La inmediatez en la que vivimos es resultado precisamente del efecto de esta fuerza.
La racionalidad ha llegado a su máximo desarrollo, y tanto se ha perfeccionado que ha logrado desprenderse de lo emotivo, de lo cotidiano, incluso, del sentido común. Y la resultante es una razón absurda, irracional y también psicópata.
El mercado es abstracto, y por más que es manejado por personas, el mismo no se identifica con las personas, sino con los números. Las empresas, pero por sobre todo las corporaciones, van perdiendo cada vez más su identificación con las personas con tal de obtener ganancias, y cuando un hombre deja de identificarse con otro hombre con el solo fin de lograr sus objetivos, a ésto, le llamamos psicopatía.
También le llamamos psicópata a aquel que es incapaz de autocrítica, y considera que una acción del otro “lo obliga” a actuar con violencia contra el conjunto.

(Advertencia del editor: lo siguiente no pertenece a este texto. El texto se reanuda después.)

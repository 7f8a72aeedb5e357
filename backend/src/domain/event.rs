//! Event aggregate.
//!
//! An [`Event`] is an accepted [`EventSubmission`] plus a store-assigned
//! identifier, the derived `free`/`offline` flags, and a lifecycle status.
//! Derived flags are recomputed from the submission whenever an event is
//! built, so they can never drift from the prices and location they
//! summarise.

mod sort;
mod submission;
mod validation;

use std::fmt;
use std::str::FromStr;

use serde::{Deserialize, Serialize};

pub use sort::{EventSortField, UnsortableProperty, ensure_sortable};
pub use submission::{EventPatch, EventSubmission};
pub use validation::{FieldError, SUBMISSION_OBJECT_NAME, validate_submission, validation_error};

/// Store-assigned event identifier.
#[derive(Debug, Clone, Copy, PartialEq, Eq, PartialOrd, Ord, Hash, Serialize, Deserialize)]
#[serde(transparent)]
pub struct EventId(i32);

impl EventId {
    /// Wrap a raw identifier.
    #[must_use]
    pub const fn new(value: i32) -> Self {
        Self(value)
    }

    /// Raw identifier value.
    #[must_use]
    pub const fn as_i32(self) -> i32 {
        self.0
    }
}

impl fmt::Display for EventId {
    fn fmt(&self, f: &mut fmt::Formatter<'_>) -> fmt::Result {
        write!(f, "{}", self.0)
    }
}

/// Lifecycle status of an event.
#[derive(Debug, Clone, Copy, Default, PartialEq, Eq, Hash, Serialize, Deserialize)]
#[serde(rename_all = "SCREAMING_SNAKE_CASE")]
pub enum EventStatus {
    /// Created but not yet visible.
    #[default]
    Draft,
    /// Visible to prospective attendees.
    Published,
    /// Enrollment is open.
    BeganEnrollment,
    /// Enrollment has closed.
    ClosedEnrollment,
    /// The event is running.
    Started,
    /// The event is over.
    Ended,
}

impl EventStatus {
    /// Wire and storage token.
    #[must_use]
    pub const fn as_str(self) -> &'static str {
        match self {
            Self::Draft => "DRAFT",
            Self::Published => "PUBLISHED",
            Self::BeganEnrollment => "BEGAN_ENROLLMENT",
            Self::ClosedEnrollment => "CLOSED_ENROLLMENT",
            Self::Started => "STARTED",
            Self::Ended => "ENDED",
        }
    }
}

impl fmt::Display for EventStatus {
    fn fmt(&self, f: &mut fmt::Formatter<'_>) -> fmt::Result {
        f.write_str(self.as_str())
    }
}

/// Error returned when parsing an unknown status token.
#[derive(Debug, Clone, PartialEq, Eq, thiserror::Error)]
#[error("unknown event status: {0}")]
pub struct UnknownEventStatus(pub String);

impl FromStr for EventStatus {
    type Err = UnknownEventStatus;

    fn from_str(value: &str) -> Result<Self, Self::Err> {
        match value {
            "DRAFT" => Ok(Self::Draft),
            "PUBLISHED" => Ok(Self::Published),
            "BEGAN_ENROLLMENT" => Ok(Self::BeganEnrollment),
            "CLOSED_ENROLLMENT" => Ok(Self::ClosedEnrollment),
            "STARTED" => Ok(Self::Started),
            "ENDED" => Ok(Self::Ended),
            other => Err(UnknownEventStatus(other.to_owned())),
        }
    }
}

/// Flags computed from a submission rather than supplied by clients.
#[derive(Debug, Clone, Copy, PartialEq, Eq, Serialize, Deserialize)]
pub struct DerivedState {
    /// No base price and no price ceiling.
    pub free: bool,
    /// A non-blank location was given.
    pub offline: bool,
}

/// An event that has not been stored yet.
#[derive(Debug, Clone, PartialEq, Eq)]
pub struct NewEvent {
    submission: EventSubmission,
    derived: DerivedState,
    status: EventStatus,
}

impl NewEvent {
    /// Prepare a validated submission for insertion as a draft.
    #[must_use]
    pub fn draft(submission: EventSubmission) -> Self {
        let derived = submission.derived_state();
        Self {
            submission,
            derived,
            status: EventStatus::Draft,
        }
    }

    /// Client-supplied fields.
    #[must_use]
    pub fn submission(&self) -> &EventSubmission {
        &self.submission
    }

    /// Derived flags.
    #[must_use]
    pub fn derived(&self) -> DerivedState {
        self.derived
    }

    /// Initial status.
    #[must_use]
    pub fn status(&self) -> EventStatus {
        self.status
    }

    /// Attach the identifier assigned by the store.
    #[must_use]
    pub fn into_event(self, id: EventId) -> Event {
        Event {
            id,
            submission: self.submission,
            derived: self.derived,
            status: self.status,
        }
    }
}

/// A stored event.
///
/// # Examples
/// ```
/// use chrono::NaiveDate;
/// use event_api::domain::{Event, EventId, EventStatus, EventSubmission};
///
/// let at = |day| {
///     NaiveDate::from_ymd_opt(2024, 11, day)
///         .and_then(|d| d.and_hms_opt(9, 0, 0))
///         .expect("valid timestamp")
/// };
/// let submission = EventSubmission {
///     name: "Spring".to_owned(),
///     description: "REST API development".to_owned(),
///     begin_enrollment_date_time: at(1),
///     close_enrollment_date_time: at(2),
///     begin_event_date_time: at(3),
///     end_event_date_time: at(4),
///     location: Some("Gangnam".to_owned()),
///     base_price: 0,
///     max_price: 0,
///     limit_of_enrollment: 100,
/// };
/// let event = Event::create(EventId::new(1), submission);
/// assert!(event.is_free());
/// assert!(event.is_offline());
/// assert_eq!(event.status(), EventStatus::Draft);
/// ```
#[derive(Debug, Clone, PartialEq, Eq)]
pub struct Event {
    id: EventId,
    submission: EventSubmission,
    derived: DerivedState,
    status: EventStatus,
}

impl Event {
    /// Build a freshly created event in [`EventStatus::Draft`].
    #[must_use]
    pub fn create(id: EventId, submission: EventSubmission) -> Self {
        NewEvent::draft(submission).into_event(id)
    }

    /// Rebuild an event loaded from storage.
    #[must_use]
    pub fn restore(id: EventId, submission: EventSubmission, status: EventStatus) -> Self {
        let derived = submission.derived_state();
        Self {
            id,
            submission,
            derived,
            status,
        }
    }

    /// Replace the client-supplied fields, recomputing derived flags and
    /// keeping the identifier and status.
    #[must_use]
    pub fn revise(self, submission: EventSubmission) -> Self {
        Self::restore(self.id, submission, self.status)
    }

    /// Store-assigned identifier.
    #[must_use]
    pub fn id(&self) -> EventId {
        self.id
    }

    /// Client-supplied fields.
    #[must_use]
    pub fn submission(&self) -> &EventSubmission {
        &self.submission
    }

    /// Derived flags.
    #[must_use]
    pub fn derived(&self) -> DerivedState {
        self.derived
    }

    /// Whether attendance costs nothing.
    #[must_use]
    pub fn is_free(&self) -> bool {
        self.derived.free
    }

    /// Whether the event happens at a physical location.
    #[must_use]
    pub fn is_offline(&self) -> bool {
        self.derived.offline
    }

    /// Lifecycle status.
    #[must_use]
    pub fn status(&self) -> EventStatus {
        self.status
    }
}

#[cfg(test)]
pub(crate) mod test_support {
    //! Shared builders for event tests.

    use chrono::{NaiveDate, NaiveDateTime};

    use super::EventSubmission;

    /// 2024-11-`day` at 09:00.
    pub(crate) fn at(day: u32) -> NaiveDateTime {
        NaiveDate::from_ymd_opt(2024, 11, day)
            .and_then(|date| date.and_hms_opt(9, 0, 0))
            .expect("valid fixture timestamp")
    }

    /// A submission that passes every validation rule.
    pub(crate) fn valid_submission() -> EventSubmission {
        EventSubmission {
            name: "Spring".to_owned(),
            description: "REST API development with Spring".to_owned(),
            begin_enrollment_date_time: at(1),
            close_enrollment_date_time: at(2),
            begin_event_date_time: at(3),
            end_event_date_time: at(4),
            location: Some("Gangnam station D2 startup factory".to_owned()),
            base_price: 100,
            max_price: 200,
            limit_of_enrollment: 100,
        }
    }
}

#[cfg(test)]
mod tests {
    use rstest::rstest;

    use super::test_support::valid_submission;
    use super::*;

    #[rstest]
    #[case(0, 0, true)]
    #[case(100, 0, false)]
    #[case(0, 100, false)]
    #[case(100, 200, false)]
    fn free_requires_both_prices_zero(
        #[case] base_price: i32,
        #[case] max_price: i32,
        #[case] free: bool,
    ) {
        let submission = EventSubmission {
            base_price,
            max_price,
            ..valid_submission()
        };
        let event = Event::create(EventId::new(1), submission);
        assert_eq!(event.is_free(), free);
    }

    #[rstest]
    #[case(Some("Gangnam"), true)]
    #[case(Some("   "), false)]
    #[case(Some(""), false)]
    #[case(None, false)]
    fn offline_requires_non_blank_location(#[case] location: Option<&str>, #[case] offline: bool) {
        let submission = EventSubmission {
            location: location.map(str::to_owned),
            ..valid_submission()
        };
        let event = Event::create(EventId::new(1), submission);
        assert_eq!(event.is_offline(), offline);
    }

    #[rstest]
    fn create_starts_as_draft() {
        let event = Event::create(EventId::new(3), valid_submission());
        assert_eq!(event.status(), EventStatus::Draft);
        assert_eq!(event.id(), EventId::new(3));
    }

    #[rstest]
    fn revise_recomputes_flags_and_keeps_status() {
        let event = Event::restore(EventId::new(9), valid_submission(), EventStatus::Published);
        assert!(!event.is_free());
        let revised = event.revise(EventSubmission {
            base_price: 0,
            max_price: 0,
            location: None,
            ..valid_submission()
        });
        assert!(revised.is_free());
        assert!(!revised.is_offline());
        assert_eq!(revised.status(), EventStatus::Published);
        assert_eq!(revised.id(), EventId::new(9));
    }

    #[rstest]
    #[case(EventStatus::Draft)]
    #[case(EventStatus::Published)]
    #[case(EventStatus::BeganEnrollment)]
    #[case(EventStatus::ClosedEnrollment)]
    #[case(EventStatus::Started)]
    #[case(EventStatus::Ended)]
    fn status_tokens_parse_back(#[case] status: EventStatus) {
        assert_eq!(status.as_str().parse::<EventStatus>(), Ok(status));
        let json = serde_json::to_value(status).expect("status serialises");
        assert_eq!(json, serde_json::Value::String(status.as_str().to_owned()));
    }

    #[rstest]
    fn unknown_status_token_is_rejected() {
        let err = "ARCHIVED".parse::<EventStatus>().expect_err("unknown status");
        assert_eq!(err, UnknownEventStatus("ARCHIVED".to_owned()));
    }
}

Las acciones son definidas por el contexto
Lo que refuerza la idea de la conducta irracional, también surge al observar el contexto en el cual se desarrolla: contaminación ambiental, de la flora y la fauna por medio de pesticidas de probado perjuicio para el ser humano y para la vida, desbalance de la economía general en beneficio de la particular, subempleo y trabajo en negro, evasión de impuestos, inflación, etc.
Si observamos a futuro el resultado de este conjunto de acciones en un marco mundial complejo, el resultado es previsible, sin embargo, no existe la conciencia suficiente para tomar el conjunto de una manera responsable, y esto ya no depende ni de una necesidad ni de una ideología política, sino de una incapacidad propia de las sociedades, en mayor o en menor escala, ya que tampoco escapan de este contexto las sociedades llamadas desarrolladas.
Estamos entonces ante una humanidad cuya supervivencia quizás dependa, en este contexto, de su posibilidad o imposibilidad de dar ese salto evolutivo necesario, que es pasar de la conciencia de individuo a la conciencia de parte.
Un cambio en el sí mismo es lo que produce un cambio en la cultura, y ese sí mismo cambia si es educado para tal fin. Los países y sus estados cambian si cambian las personas que lo conforman, desde la participación pública y de la privada.